Seis años de prisión para la madre que inventaba enfermedades a su hijo por las que le operaron 13 veces

Ya hay sentencia para uno de esos caso que impactan en la opinión pública. Se trata del de Kaylene Bowen-Wright, una madre estadounidense acusada de haber inventado y simulado enfermedades de su hijo, de ahora 10 años, que le provocaron el sometimiento a distintos tratamientos médicos y hasta 13 operaciones que en realidad no necesitaba. Según ha publicado The Washington Post, la mujer, que ya perdió la custodia de sus tres hijos en 2017, ha sido condenada a seis años de prisión.

Aunque no ha sido diagnosticada como tal, algunos expertos creen que esta madre padece un síndrome de Munchausen por poder. (Foto: Getty Images)

La condena llega después de un largo proceso judicial y una batalla incansable del padre de Christopher Bowen, que lleva años intentando demostrar lo que estaba ocurriendo y recopilando pruebas para poder llevar a su expareja ante los tribunales y rescatar a su hijo, al que un juez incluso llegó a prohibir ver hace años.

The Washington Post informa, recogiendo datos publicados por Fort Worth Star-Telegram, que la madre del niño llegó a llevar al médico al pequeño hasta en 323 ocasiones entre 2009 y 2016. En ese periodo de tiempo fue sometido a un gran número de pruebas, tratamientos que implicaron dolor en el menor y operaciones. En total, 13 cirugías que no eran necesarias. Entre algunos de esos calvarios a los que fue sometido Christopher, de 10 años, han trascendido la colocación de una sonda de alimentación, el uso de un dispositivo de oxígeno y hasta una silla de ruedas.

Todos estos tratamiento se produjeron con el paso de los años en centros médicos y hospitalarios de Dallas y Houston. Ellos fueron los que denunciaron con informes, según se ha visto en el juicio, ante los servicios infantiles del estado. En virtud de lo cual, unido a la batalla del padre de Christopher, en 2017 le retiraron la custodia del pequeño y de sus dos hermanos a Bowen-Wright, que se ha declarado culpable.

Suzanne Dakil, del Centro Médico para Niños en Dallas, declaró en el juicio que el niño a menudo parecía estar mejor y más sano de lo que decía su madre y que algunos de sus problemas médicos es probable que fuesen derivados de los tratamientos innecesarios. Especialistas de Texas nombraron síndrome de Munchausen por poder -una persona asegura que otra está enferma y busca tratamientos para ella- en el caso de Bowen-Wright, pero en realidad no existe un diagnóstico que lo confirme.
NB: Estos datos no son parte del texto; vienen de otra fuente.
//! Full-covariance Gaussian mixture fitted by EM.
//!
//! The mixture is seeded from a k-means partition and then runs a fixed
//! number of EM iterations with no convergence test.
//!
//! - **E-step**: `r[i, k] = w_k N(x_i | mu_k, S_k) / sum_j w_j N(x_i | mu_j, S_j)`,
//!   evaluated in log space with log-sum-exp.
//! - **M-step**: responsibility-weighted mean and covariance, `reg * I` on
//!   the diagonal, prior = mass fraction.
//!
//! A component with zero responsibility mass is left untouched for that
//! iteration. So is one whose updated covariance still fails Cholesky after
//! regularization.

use nalgebra::{linalg::Cholesky, DMatrix, DVector, Dyn};
use ndarray::{Array2, ArrayView1, ArrayView2};
use tracing::{debug, warn};

use crate::config::ClusteringConfig;
use crate::error::{Error, Result};
use crate::kmeans::kmeans;

const LN_2PI: f64 = 1.837_877_066_409_345_3;

/// One mixture component.
#[derive(Debug, Clone, PartialEq)]
pub struct Component {
    pub mean: DVector<f64>,
    pub covariance: DMatrix<f64>,
    pub weight: f64,
}

/// A fitted or seeded mixture.
#[derive(Debug, Clone)]
pub struct GaussianMixture {
    components: Vec<Component>,
    regularization: f64,
}

/// Labels and parameters after EM.
#[derive(Debug, Clone)]
pub struct MixtureFit {
    /// Argmax-responsibility label per sample.
    pub labels: Vec<usize>,
    pub model: GaussianMixture,
}

fn to_vector(row: ArrayView1<'_, f64>) -> DVector<f64> {
    DVector::from_iterator(row.len(), row.iter().copied())
}

fn regularize(mut covariance: DMatrix<f64>, reg: f64) -> DMatrix<f64> {
    for i in 0..covariance.nrows() {
        covariance[(i, i)] += reg;
    }
    covariance
}

struct Factor {
    cholesky: Cholesky<f64, Dyn>,
    log_det: f64,
}

impl Factor {
    fn new(covariance: &DMatrix<f64>) -> Option<Self> {
        let cholesky = Cholesky::new(covariance.clone())?;
        let log_det = 2.0 * cholesky.l_dirty().diagonal().iter().map(|v| v.ln()).sum::<f64>();
        Some(Self { cholesky, log_det })
    }

    fn log_density(&self, mean: &DVector<f64>, x: &DVector<f64>) -> f64 {
        let diff = x - mean;
        let mahalanobis = diff.dot(&self.cholesky.solve(&diff));
        -0.5 * (diff.len() as f64 * LN_2PI + self.log_det + mahalanobis)
    }
}

impl GaussianMixture {
    /// Build from explicit components.
    pub fn from_parts(components: Vec<Component>, regularization: f64) -> Result<Self> {
        let dim = components
            .first()
            .map(|c| c.mean.len())
            .ok_or(Error::EmptyInput)?;
        for c in &components {
            if c.mean.len() != dim {
                return Err(Error::ShapeMismatch {
                    context: "component mean",
                    expected: dim,
                    got: c.mean.len(),
                });
            }
            if c.covariance.shape() != (dim, dim) {
                return Err(Error::ShapeMismatch {
                    context: "component covariance",
                    expected: dim,
                    got: c.covariance.nrows(),
                });
            }
        }
        Ok(Self {
            components,
            regularization,
        })
    }

    /// Seed from a hard partition.
    ///
    /// Mean and unbiased covariance (`n - 1` denominator) of each cluster,
    /// plus `reg * I`; prior is the cluster's sample fraction. A cluster with
    /// fewer than two samples starts at `reg * I`, and an empty one is
    /// centered on the overall mean with zero prior.
    pub fn from_assignments(
        data: ArrayView2<'_, f64>,
        labels: &[usize],
        k: usize,
        regularization: f64,
    ) -> Result<Self> {
        let (n, d) = data.dim();
        if n == 0 {
            return Err(Error::EmptyInput);
        }
        if k == 0 || k > n {
            return Err(Error::DegenerateClusterCount { k, samples: n });
        }
        if labels.len() != n {
            return Err(Error::ShapeMismatch {
                context: "assignments",
                expected: n,
                got: labels.len(),
            });
        }
        if let Some(&label) = labels.iter().find(|&&l| l >= k) {
            return Err(Error::LabelOutOfRange { label, bound: k });
        }

        let samples: Vec<DVector<f64>> = data.outer_iter().map(to_vector).collect();
        let overall = samples.iter().fold(DVector::zeros(d), |acc, x| acc + x) / n as f64;

        let components = (0..k)
            .map(|c| {
                let members: Vec<&DVector<f64>> = samples
                    .iter()
                    .zip(labels)
                    .filter(|(_, &l)| l == c)
                    .map(|(x, _)| x)
                    .collect();
                let count = members.len();
                let mean = if count == 0 {
                    overall.clone()
                } else {
                    members.iter().fold(DVector::zeros(d), |acc, x| acc + *x) / count as f64
                };
                let mut covariance = DMatrix::zeros(d, d);
                if count >= 2 {
                    for x in &members {
                        let diff = *x - &mean;
                        covariance.ger(1.0, &diff, &diff, 1.0);
                    }
                    covariance /= (count - 1) as f64;
                }
                Component {
                    mean,
                    covariance: regularize(covariance, regularization),
                    weight: count as f64 / n as f64,
                }
            })
            .collect();

        Ok(Self {
            components,
            regularization,
        })
    }

    pub fn components(&self) -> &[Component] {
        &self.components
    }

    pub fn n_components(&self) -> usize {
        self.components.len()
    }

    pub fn dim(&self) -> usize {
        self.components.first().map_or(0, |c| c.mean.len())
    }

    pub fn regularization(&self) -> f64 {
        self.regularization
    }

    /// True iff every covariance admits a Cholesky factorization.
    pub fn is_positive_definite(&self) -> bool {
        self.components
            .iter()
            .all(|c| Cholesky::new(c.covariance.clone()).is_some())
    }

    fn check_dim(&self, data: ArrayView2<'_, f64>) -> Result<()> {
        if data.ncols() == self.dim() {
            Ok(())
        } else {
            Err(Error::ShapeMismatch {
                context: "samples",
                expected: self.dim(),
                got: data.ncols(),
            })
        }
    }

    /// `(n, K)` responsibilities; each row sums to one.
    pub fn e_step(&self, data: ArrayView2<'_, f64>) -> Result<Array2<f64>> {
        self.check_dim(data)?;
        let k = self.n_components();
        let factors: Vec<Option<Factor>> = self
            .components
            .iter()
            .map(|c| Factor::new(&c.covariance))
            .collect();

        let mut resp = Array2::<f64>::zeros((data.nrows(), k));
        let mut log_p = vec![f64::NEG_INFINITY; k];
        for (i, row) in data.outer_iter().enumerate() {
            let x = to_vector(row);
            for (j, (c, factor)) in self.components.iter().zip(&factors).enumerate() {
                log_p[j] = match factor {
                    Some(f) if c.weight > 0.0 => c.weight.ln() + f.log_density(&c.mean, &x),
                    _ => f64::NEG_INFINITY,
                };
            }

            let max = log_p.iter().copied().fold(f64::NEG_INFINITY, f64::max);
            if max == f64::NEG_INFINITY {
                resp.row_mut(i).fill(1.0 / k as f64);
                continue;
            }
            let lse = max + log_p.iter().map(|lp| (lp - max).exp()).sum::<f64>().ln();
            for j in 0..k {
                resp[[i, j]] = (log_p[j] - lse).exp();
            }
        }
        Ok(resp)
    }

    /// Re-estimate every component with non-zero mass from `resp`.
    pub fn m_step(&mut self, data: ArrayView2<'_, f64>, resp: &Array2<f64>) -> Result<()> {
        self.check_dim(data)?;
        let (n, d) = data.dim();
        if resp.dim() != (n, self.n_components()) {
            return Err(Error::ShapeMismatch {
                context: "responsibilities",
                expected: n,
                got: resp.nrows(),
            });
        }
        let samples: Vec<DVector<f64>> = data.outer_iter().map(to_vector).collect();

        for (k, component) in self.components.iter_mut().enumerate() {
            let weights = resp.column(k);
            let mass: f64 = weights.sum();
            if mass <= 0.0 {
                debug!(cluster = k, "zero responsibility mass, component frozen");
                continue;
            }

            let mean = samples
                .iter()
                .zip(weights.iter())
                .fold(DVector::zeros(d), |acc, (x, &r)| acc + x * r)
                / mass;
            let mut covariance = DMatrix::zeros(d, d);
            for (x, &r) in samples.iter().zip(weights.iter()) {
                let diff = x - &mean;
                covariance.ger(r, &diff, &diff, 1.0);
            }
            covariance /= mass;
            let covariance = regularize(covariance, self.regularization);

            if Cholesky::new(covariance.clone()).is_none() {
                warn!(cluster = k, mass, "covariance singular after regularization, component frozen");
                continue;
            }
            component.mean = mean;
            component.covariance = covariance;
            component.weight = mass / n as f64;
        }
        Ok(())
    }

    /// Run `iterations` EM rounds in place.
    pub fn run(&mut self, data: ArrayView2<'_, f64>, iterations: usize) -> Result<()> {
        for _ in 0..iterations {
            let resp = self.e_step(data)?;
            self.m_step(data, &resp)?;
        }
        Ok(())
    }

    /// Argmax-responsibility label per sample; ties go to the lower index.
    pub fn predict(&self, data: ArrayView2<'_, f64>) -> Result<Vec<usize>> {
        let resp = self.e_step(data)?;
        Ok(resp
            .outer_iter()
            .map(|row| {
                row.iter()
                    .enumerate()
                    .fold((0, f64::NEG_INFINITY), |best, (j, &r)| if r > best.1 { (j, r) } else { best })
                    .0
            })
            .collect())
    }

    /// k-means seed followed by EM.
    pub fn fit(data: ArrayView2<'_, f64>, k: usize, config: &ClusteringConfig) -> Result<MixtureFit> {
        config.validate()?;
        let seed = kmeans(
            data,
            k,
            config.kmeans_max_iterations,
            config.kmeans_tolerance,
            config.seed,
        )?;
        Self::fit_from_assignments(data, &seed.labels, k, config)
    }

    /// EM seeded from an arbitrary hard partition.
    pub fn fit_from_assignments(
        data: ArrayView2<'_, f64>,
        labels: &[usize],
        k: usize,
        config: &ClusteringConfig,
    ) -> Result<MixtureFit> {
        let mut model = Self::from_assignments(data, labels, k, config.regularization)?;
        model.run(data, config.em_iterations)?;
        let labels = model.predict(data)?;
        debug!(k, samples = data.nrows(), iterations = config.em_iterations, "EM finished");
        Ok(MixtureFit { labels, model })
    }
}

#[cfg(test)]
mod tests {
    use super::*;
    use ndarray::array;

    fn blobs() -> Array2<f64> {
        // three tight groups of four
        let centers = [[0.0, 0.0], [8.0, 0.0], [0.0, 8.0]];
        let offsets = [[0.1, 0.2], [-0.2, 0.1], [0.15, -0.1], [-0.05, -0.2]];
        Array2::from_shape_fn((12, 2), |(i, j)| centers[i / 4][j] + offsets[i % 4][j])
    }

    #[test]
    fn initial_covariance_is_unbiased() {
        let data = array![[0.0, 0.0], [2.0, 0.0], [10.0, 10.0]];
        let gm = GaussianMixture::from_assignments(data.view(), &[0, 0, 1], 2, 1e-6).unwrap();
        let c0 = &gm.components()[0];
        assert!((c0.mean[0] - 1.0).abs() < 1e-12);
        // sum of squares 2 over n - 1 = 1
        assert!((c0.covariance[(0, 0)] - (2.0 + 1e-6)).abs() < 1e-12);
        assert!((c0.weight - 2.0 / 3.0).abs() < 1e-12);
        // singleton starts at reg * I
        let c1 = &gm.components()[1];
        assert_eq!(c1.covariance, DMatrix::identity(2, 2) * 1e-6);
    }

    #[test]
    fn responsibilities_sum_to_one() {
        let data = blobs();
        let labels: Vec<usize> = (0..12).map(|i| i / 4).collect();
        let gm = GaussianMixture::from_assignments(data.view(), &labels, 3, 1e-6).unwrap();
        let resp = gm.e_step(data.view()).unwrap();
        for row in resp.outer_iter() {
            assert!((row.sum() - 1.0).abs() < 1e-9);
        }
    }

    #[test]
    fn covariance_positive_definite_after_every_m_step() {
        let data = blobs();
        let labels: Vec<usize> = (0..12).map(|i| i / 4).collect();
        let mut gm = GaussianMixture::from_assignments(data.view(), &labels, 3, 1e-6).unwrap();
        for _ in 0..20 {
            let resp = gm.e_step(data.view()).unwrap();
            gm.m_step(data.view(), &resp).unwrap();
            assert!(gm.is_positive_definite());
        }
    }

    #[test]
    fn fit_recovers_blobs() {
        let data = blobs();
        let fit = GaussianMixture::fit(data.view(), 3, &ClusteringConfig::default()).unwrap();
        for g in 0..3 {
            let group = &fit.labels[g * 4..g * 4 + 4];
            assert!(group.iter().all(|&l| l == group[0]));
        }
        assert_ne!(fit.labels[0], fit.labels[4]);
        assert_ne!(fit.labels[4], fit.labels[8]);
        assert_ne!(fit.labels[0], fit.labels[8]);
    }

    #[test]
    fn zero_mass_component_is_frozen() {
        let data = array![[0.0, 0.0], [0.5, 0.0], [0.0, 0.5], [0.5, 0.5]];
        let near = Component {
            mean: DVector::from_vec(vec![0.25, 0.25]),
            covariance: DMatrix::identity(2, 2),
            weight: 0.5,
        };
        let far = Component {
            mean: DVector::from_vec(vec![1e4, 1e4]),
            covariance: DMatrix::identity(2, 2) * 1e-3,
            weight: 0.5,
        };
        let mut gm = GaussianMixture::from_parts(vec![near, far.clone()], 1e-6).unwrap();
        gm.run(data.view(), 3).unwrap();
        assert_eq!(gm.components()[1], far);
        assert_eq!(gm.predict(data.view()).unwrap(), vec![0, 0, 0, 0]);
    }

    #[test]
    fn degenerate_cluster_count_rejected() {
        let data = Array2::<f64>::zeros((3, 2));
        assert!(matches!(
            GaussianMixture::fit(data.view(), 0, &ClusteringConfig::default()),
            Err(Error::DegenerateClusterCount { k: 0, samples: 3 })
        ));
        assert!(matches!(
            GaussianMixture::fit(data.view(), 4, &ClusteringConfig::default()),
            Err(Error::DegenerateClusterCount { k: 4, samples: 3 })
        ));
    }

    #[test]
    fn identical_points_stay_positive_definite() {
        let data = Array2::<f64>::ones((5, 3));
        let fit = GaussianMixture::fit(data.view(), 2, &ClusteringConfig::default()).unwrap();
        assert!(fit.model.is_positive_definite());
        assert_eq!(fit.labels.len(), 5);
    }
}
Marc Feldman, de la American Psychiatric Association y experto en este síndrome, ha explicado a The Washington Post que cuando esto se da lo que suele ocurrir es que “la madre no solo busca atención y simpatía, sino también beneficios del gobierno, apoyo por discapacidad, medicamentos. Pueden estar detrás de una gran cantidad de ganancias tangibles, así como la atención”.

Crawford siempre creyó que había algo raro detrás de tanta supuesta enfermedad y desconfiaba de la versión de la madre de su hijo. “Ella siempre decía que Christopher estaba enfermo. Todas las semanas, todos los meses. Ella siempre decía: ‘Algo está mal. Él tiene esto. Él tiene eso”, aseguró Crawford al Star-Telegram en una entrevista tras la retirada de la custodia y detención de la ahora condenada que llegó a asegurar que su hijo tenía cáncer, una enfermedad genética, convulsiones…

Además de las continuas visitas al médico, la madre de Christopher organizó alguna recaudación de fondos para pagar esos tratamientos que le imponían a su hijo y hasta concedió alguna entrevista. Como cuando en 2014 montó una colecta con el objetivo de sumar los 30.000 dólares que necesitaba para el tratamiento asegurando que el niño tenía “problemas para respirar, así que básicamente sus pulmones y su cuerpo no obtienen el oxígeno que necesita, por lo que se cansa; no puede jugar tanto como los niños normales”.